Le neurone qui vient d’être identifié par une équipe de neuroscientifiques de l’Université de Szeged (Hongrie) et de l’Allen Institute (États-Unis), n’a jamais été observé auparavant ni chez l’homme ni chez la souris laboratoires, et bien qu’ils n’aient pas pu prouver qu’il s’agissait d’une cellule exclusivement humaine, le fait qu’elle n’apparaisse pas dans le cerveau des rongeurs suggère qu’elle pourrait faire partie d’une série de neurones spécialisés qui: ils ne sont présents que chez l'homme ou dans le cerveau des primates.

L’étude, qui a été publiée dans Nature Neuroscience, a été réalisée avec des échantillons de tissu cérébral post mortem de deux hommes de 50 ans qui avaient donné leur corps à la science. Les scientifiques ont découvert que neurones d'églantier - qui appartiennent à un type connu sous le nom d'inhibiteurs parce qu'ils ralentissent l'activité d'autres neurones du cerveau - ont allumé un seul ensemble de gènes, ce qu'ils n'avaient jamais vu dans les cellules du cerveau des souris qu'ils avaient étudiées.

La rose musquée de neurones est située dans la couche supérieure du cortex cérébral, responsable de fonctions considérées comme exclusives de l'espèce humaine.

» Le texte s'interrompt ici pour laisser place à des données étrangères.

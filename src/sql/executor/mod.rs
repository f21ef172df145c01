use std::fmt::Display;

use serde::Serialize;

use crate::{
    error::Result,
    sql::{
        executor::{
            mutation::{Delete, Insert, Update},
            query::Select,
            schema::{CreateDatabase, CreateTable, DropDatabase, DropTable, UseDatabase},
        },
        parser::ast::Statement,
        types::Row,
    },
    storage::Catalog,
};

mod mutation;
mod query;
mod schema;

/// SQL executor trait
pub trait Executor {
    fn execute(self: Box<Self>, catalog: &mut Catalog) -> Result<ResultSet>;
}

impl dyn Executor {
    /// Builds the executor for a statement, one per statement kind
    pub fn build(stmt: Statement) -> Box<dyn Executor> {
        match stmt {
            Statement::CreateDatabase {
                name,
                if_not_exists,
            } => CreateDatabase::new(name, if_not_exists),
            Statement::DropDatabase { name } => DropDatabase::new(name),
            Statement::Use { name } => UseDatabase::new(name),
            Statement::CreateTable {
                table,
                columns,
                if_not_exists,
            } => CreateTable::new(table, columns, if_not_exists),
            Statement::DropTable { tables } => DropTable::new(tables),
            Statement::Insert {
                table,
                columns,
                values,
            } => Insert::new(table, columns, values),
            Statement::Delete {
                table,
                where_clause,
            } => Delete::new(table, where_clause),
            Statement::Update {
                table,
                set,
                where_clause,
            } => Update::new(table, set, where_clause),
            Statement::Select {
                select,
                from,
                where_clause,
                order_by,
            } => Select::new(select, from, where_clause, order_by),
        }
    }
}

/// Executes one statement against the catalog
pub fn execute(catalog: &mut Catalog, stmt: Statement) -> Result<ResultSet> {
    <dyn Executor>::build(stmt).execute(catalog)
}

/// Execution result set
#[derive(Debug, Clone, PartialEq, Serialize)]
#[serde(tag = "kind", rename_all = "snake_case")]
pub enum ResultSet {
    CreateDatabase { name: String },
    DropDatabase { name: String },
    UseDatabase { name: String },
    CreateTable { table_name: String },
    DropTable { count: usize },
    Insert { count: usize },
    Delete { count: usize },
    Update { count: usize },
    Select { columns: Vec<String>, rows: Vec<Row> },
}

impl Display for ResultSet {
    fn fmt(&self, f: &mut std::fmt::Formatter<'_>) -> std::fmt::Result {
        match self {
            ResultSet::CreateDatabase { name } => write!(f, "CREATE DATABASE {}", name),
            ResultSet::DropDatabase { name } => write!(f, "DROP DATABASE {}", name),
            ResultSet::UseDatabase { name } => write!(f, "USE {}", name),
            ResultSet::CreateTable { table_name } => write!(f, "CREATE TABLE {}", table_name),
            ResultSet::DropTable { count } => write!(f, "DROP TABLE {}", count),
            ResultSet::Insert { count } => write!(f, "INSERT {}", count),
            ResultSet::Delete { count } => write!(f, "DELETE {}", count),
            ResultSet::Update { count } => write!(f, "UPDATE {}", count),
            ResultSet::Select { rows, .. } => write!(f, "SELECT {}", rows.len()),
        }
    }
}

#[cfg(test)]
mod tests {
    use super::{ResultSet, execute};
    use crate::{
        error::{Error, Result},
        sql::{
            parser::Parser,
            types::{Row, Value},
        },
        storage::Catalog,
    };

    fn run(catalog: &mut Catalog, sql: &str) -> Result<ResultSet> {
        execute(catalog, Parser::new(sql).parse()?)
    }

    #[test]
    fn test_execute_dispatch() -> Result<()> {
        let mut catalog = Catalog::new();
        assert_eq!(
            run(&mut catalog, "create database shop")?,
            ResultSet::CreateDatabase {
                name: "shop".to_string()
            }
        );
        run(&mut catalog, "use shop")?;
        assert_eq!(
            run(&mut catalog, "create table t (id int, name varchar(10))")?,
            ResultSet::CreateTable {
                table_name: "t".to_string()
            }
        );
        assert_eq!(
            run(&mut catalog, "insert into t values (1, 'a'), (2, 'b')")?,
            ResultSet::Insert { count: 2 }
        );
        assert_eq!(
            run(&mut catalog, "update t set name = 'c' where id > 1")?,
            ResultSet::Update { count: 1 }
        );
        assert_eq!(
            run(&mut catalog, "select name from default.t"),
            Err(Error::TableNotFound("t".to_string()))
        );
        assert_eq!(
            run(&mut catalog, "select name from t order by id desc")?,
            ResultSet::Select {
                columns: vec!["name".to_string()],
                rows: vec![
                    Row::from(vec![Value::String("c".to_string())]),
                    Row::from(vec![Value::String("a".to_string())]),
                ],
            }
        );
        assert_eq!(
            run(&mut catalog, "delete from t")?,
            ResultSet::Delete { count: 2 }
        );
        assert_eq!(
            run(&mut catalog, "drop table t, t")?,
            ResultSet::DropTable { count: 1 }
        );
        Ok(())
    }

    #[test]
    fn test_execute_if_not_exists() -> Result<()> {
        let mut catalog = Catalog::new();
        run(&mut catalog, "create table t (id int)")?;
        run(&mut catalog, "insert into t values (1)")?;

        run(&mut catalog, "create table if not exists t (id int)")?;
        let ResultSet::Select { rows, .. } = run(&mut catalog, "select * from t")? else {
            panic!("expected rows");
        };
        assert_eq!(rows.len(), 1);

        // Without IF NOT EXISTS the table is replaced
        run(&mut catalog, "create table t (id int)")?;
        let ResultSet::Select { rows, .. } = run(&mut catalog, "select * from t")? else {
            panic!("expected rows");
        };
        assert!(rows.is_empty());

        run(&mut catalog, "create database if not exists default")?;
        assert!(catalog.contains_database("default"));
        assert_eq!(catalog.database(None)?.table_names(), vec!["t"]);
        Ok(())
    }

    #[test]
    fn test_result_set_display() {
        assert_eq!(ResultSet::Insert { count: 3 }.to_string(), "INSERT 3");
        assert_eq!(
            ResultSet::UseDatabase {
                name: "shop".to_string()
            }
            .to_string(),
            "USE shop"
        );
    }
}
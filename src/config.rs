//! Console configuration loaded from TOML files

use std::path::Path;

use anyhow::Result;
use serde::{Deserialize, Serialize};

use crate::formatter::OutputFormat;

/// Console configuration
#[derive(Debug, Clone, PartialEq, Serialize, Deserialize)]
pub struct ConsoleConfig {
    /// Prompt shown by the interactive loop
    #[serde(default = "default_prompt")]
    pub prompt: String,

    /// Input line that ends the session
    #[serde(default = "default_sentinel")]
    pub sentinel: String,

    /// Result rendering
    #[serde(default)]
    pub output: OutputFormat,

    /// Report failing lines and continue instead of ending the session
    #[serde(default)]
    pub keep_going: bool,

    /// Maximum history size
    #[serde(default = "default_history_size")]
    pub history_size: usize,
}

fn default_prompt() -> String {
    "minisql> ".to_string()
}

fn default_sentinel() -> String {
    "exit".to_string()
}

fn default_history_size() -> usize {
    1000
}

impl Default for ConsoleConfig {
    fn default() -> Self {
        Self {
            prompt: default_prompt(),
            sentinel: default_sentinel(),
            output: OutputFormat::default(),
            keep_going: false,
            history_size: default_history_size(),
        }
    }
}

impl ConsoleConfig {
    /// Loads configuration from a file
    pub fn from_file(path: &Path) -> Result<Self> {
        let content = std::fs::read_to_string(path)?;
        let config: Self = toml::from_str(&content)?;
        Ok(config)
    }

    /// Saves configuration to a file
    pub fn save(&self, path: &Path) -> Result<()> {
        let content = toml::to_string_pretty(self)?;
        if let Some(parent) = path.parent() {
            std::fs::create_dir_all(parent)?;
        }
        std::fs::write(path, content)?;
        Ok(())
    }

    /// Loads the given file, or the defaults when no path is given
    pub fn load(path: Option<&Path>) -> Result<Self> {
        match path {
            Some(path) => Self::from_file(path),
            None => Ok(Self::default()),
        }
    }
}

#[cfg(test)]
mod tests {
    use tempfile::TempDir;

    use super::ConsoleConfig;
    use crate::formatter::OutputFormat;

    #[test]
    fn test_default_config() {
        let config = ConsoleConfig::default();
        assert_eq!(config.sentinel, "exit");
        assert_eq!(config.output, OutputFormat::Table);
        assert!(!config.keep_going);
        assert_eq!(ConsoleConfig::load(None).unwrap(), config);
    }

    #[test]
    fn test_partial_file_uses_defaults() {
        let temp_dir = TempDir::new().unwrap();
        let path = temp_dir.path().join("minisql.toml");
        std::fs::write(&path, "output = \"json\"\nkeep_going = true\n").unwrap();

        let config = ConsoleConfig::from_file(&path).unwrap();
        assert_eq!(config.output, OutputFormat::Json);
        assert!(config.keep_going);
        assert_eq!(config.prompt, "minisql> ");
        assert_eq!(config.history_size, 1000);
    }

    #[test]
    fn test_save_and_load() {
        let temp_dir = TempDir::new().unwrap();
        let path = temp_dir.path().join("conf").join("minisql.toml");

        let config = ConsoleConfig {
            sentinel: "quit".to_string(),
            output: OutputFormat::Raw,
            ..ConsoleConfig::default()
        };
        config.save(&path).unwrap();

        let loaded = ConsoleConfig::load(Some(&path)).unwrap();
        assert_eq!(loaded, config);
    }

    #[test]
    fn test_bad_file_is_an_error() {
        let temp_dir = TempDir::new().unwrap();
        let path = temp_dir.path().join("minisql.toml");
        std::fs::write(&path, "output = \"xml\"").unwrap();
        assert!(ConsoleConfig::from_file(&path).is_err());
        assert!(ConsoleConfig::from_file(&temp_dir.path().join("missing.toml")).is_err());
    }
}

La rose musquée des neurones pourrait influencer les maladies du cerveau

La rose musquée est située dans la couche supérieure de la cortex cérébral, la région la plus externe du cerveau, qui est beaucoup plus grande chez l’homme par rapport à la taille de son corps que chez les autres animaux. Cette structure est responsable de processus conscients et de diverses fonctions considérées comme exclusives à notre espèce. L'absence de ces cellules chez la souris explique également, selon Ed Lein, l'un des auteurs de l'ouvrage, à quel point il est difficile de se conformer. maladies qui affectent le cerveau humain dans des modèles animaux de laboratoire.

Gábor Tamás, neurologue à l'Université de Szeged qui a également participé à la recherche, a expliqué que ces neurones d'églantier ne rejoignent qu'une partie spécifique de leur partenaire cellulaire, ce qui indique qu'ils contrôlent le flux d'informations de manière spécialisée. C'est une capacité que d'autres types de cellules n'ont pas.

Bien que ces neurones n'aient pas été trouvés chez d'autres animaux étudiés en laboratoire, on ne sait pas encore s'il s'agit d'une caractéristique particulière du cerveau humain, mais les scientifiques qui les ont identifiés cherchent à savoir s'ils se trouvent dans d'autres zones de cet organe et analysent leur possible influence sur les troubles neuropsychiatriques, car son absence chez la souris nous rappelle que les résultats de certaines études effectuées sur le cerveau de rongeurs ne peuvent être transférés à l'homme.

Cohérence Cardiaque : Tout Savoir (Août 2019).